I believe (perhaps grounded weakly in largely anecdotal evidence) that people need to be able to fit their own behavior in some sort of personal narrative, or justify it in some way. Therefore, that the belief they "can't help" but do something they want to do (whether that be procrastinate or eat unhealthy food) will make it easier to justify, and thus the behaviors more likely.
But there are as many different internal narratives, built on life experiences, as there are people. Making it hard to generalize surface level consequences between people.
This isn't about ego depletion, but about his mistakes on priming (which also failed to replicate), Kahneman writes:
"""
My position when I wrote “Thinking, Fast and Slow” was that if a large body of evidence published in reputable journals supports an initially implausible conclusion, then scientific norms require us to believe that conclusion. Implausibility is not sufficient to justify disbelief, and belief in well-supported scientific conclusions is not optional. This position still seems reasonable to me – it is why I think people should believe in climate change. But the argument only holds when all relevant results are published.

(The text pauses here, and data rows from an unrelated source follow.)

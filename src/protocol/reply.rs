//! Typed command replies.
//!
//! An `ACK` frame does not say which command it answers. The client knows
//! because only one command is ever in flight, so the fields are decoded by
//! the decoder registered for the pending command's name in
//! [`REPLY_DECODERS`].

// ============================================================================
// Imports
// ============================================================================

use serde::Serialize;

use crate::error::{Error, Result};

use super::codec::{self, DecodeError};
use super::command::{CommandName, FadeEffect};

// ============================================================================
// Reply Records
// ============================================================================

/// Snapshot of the display framebuffer.
#[derive(Debug, Clone, PartialEq, Eq, Serialize)]
#[serde(rename_all = "camelCase")]
pub struct DisplayContent {
    /// Slot currently shown.
    pub slot_id: u8,
    /// Width in pixels.
    pub width: u16,
    /// Height in pixels.
    pub height: u16,
    /// Row-major pixel colors.
    pub pixels: Vec<u32>,
}

impl DisplayContent {
    /// Returns the color at `(x, y)`.
    #[must_use]
    pub fn pixel(&self, x: u16, y: u16) -> Option<u32> {
        if x >= self.width || y >= self.height {
            return None;
        }
        let index = usize::from(y) * usize::from(self.width) + usize::from(x);
        self.pixels.get(index).copied()
    }
}

/// One entry of the slot table.
#[derive(Debug, Clone, PartialEq, Eq, Serialize)]
#[serde(rename_all = "camelCase")]
pub struct SlotInfo {
    /// Plugin type name, empty for an empty slot.
    pub name: String,
    /// Plugin instance id, 0 for an empty slot.
    pub uid: u16,
    /// User-assigned alias.
    pub alias: String,
    /// Slot cannot be changed.
    pub is_locked: bool,
    /// Slot stays active until released.
    pub is_sticky: bool,
    /// Display duration in milliseconds.
    pub duration_ms: u32,
}

impl SlotInfo {
    /// Returns `true` if no plugin occupies the slot.
    #[inline]
    #[must_use]
    pub fn is_empty(&self) -> bool {
        self.name.is_empty()
    }
}

/// Slot table of the device.
#[derive(Debug, Clone, PartialEq, Eq, Serialize)]
#[serde(rename_all = "camelCase")]
pub struct SlotTable {
    /// Number of slots.
    pub max_slots: u8,
    /// Slots in slot-id order.
    pub slots: Vec<SlotInfo>,
}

I knew, of course, that the results of priming studies were based on small samples, that the effect sizes were perhaps implausibly large, and that no single study was conclusive on its own. What impressed me was the unanimity and coherence of the results reported by many laboratories. I concluded that priming effects are easy for skilled experimenters to induce, and that they are robust. However, I now understand that my reasoning was flawed and that I should have known better. Unanimity of underpowered studies provides compelling evidence for the existence of a severe file-drawer problem (and/or p-hacking). The argument is inescapable: Studies that are underpowered for the detection of plausible effects must occasionally return non-significant results even when the research hypothesis is true – the absence of these results is evidence that something is amiss in the published record. Furthermore, the existence of a substantial file-drawer effect undermines the two main tools that psychologists use to accumulate evidence for a broad hypotheses: meta-analysis and conceptual replication. Clearly, the experimental evidence for the ideas I presented in that chapter was significantly weaker than I believed when I wrote it. This was simply an error: I knew all I needed to know to moderate my enthusiasm for the surprising and elegant findings that I cited, but I did not think it through. When questions were later raised about the robustness of priming results I hoped that the authors of this research would rally to bolster their case by stronger evidence, but this did not happen.
"""
https://statmodeling.stat.columbia.edu/2017/02/18/pizzagate-...
So he has made mistakes (we all do!), but tries his best to learn from them (which not all victims of the replication crisis do).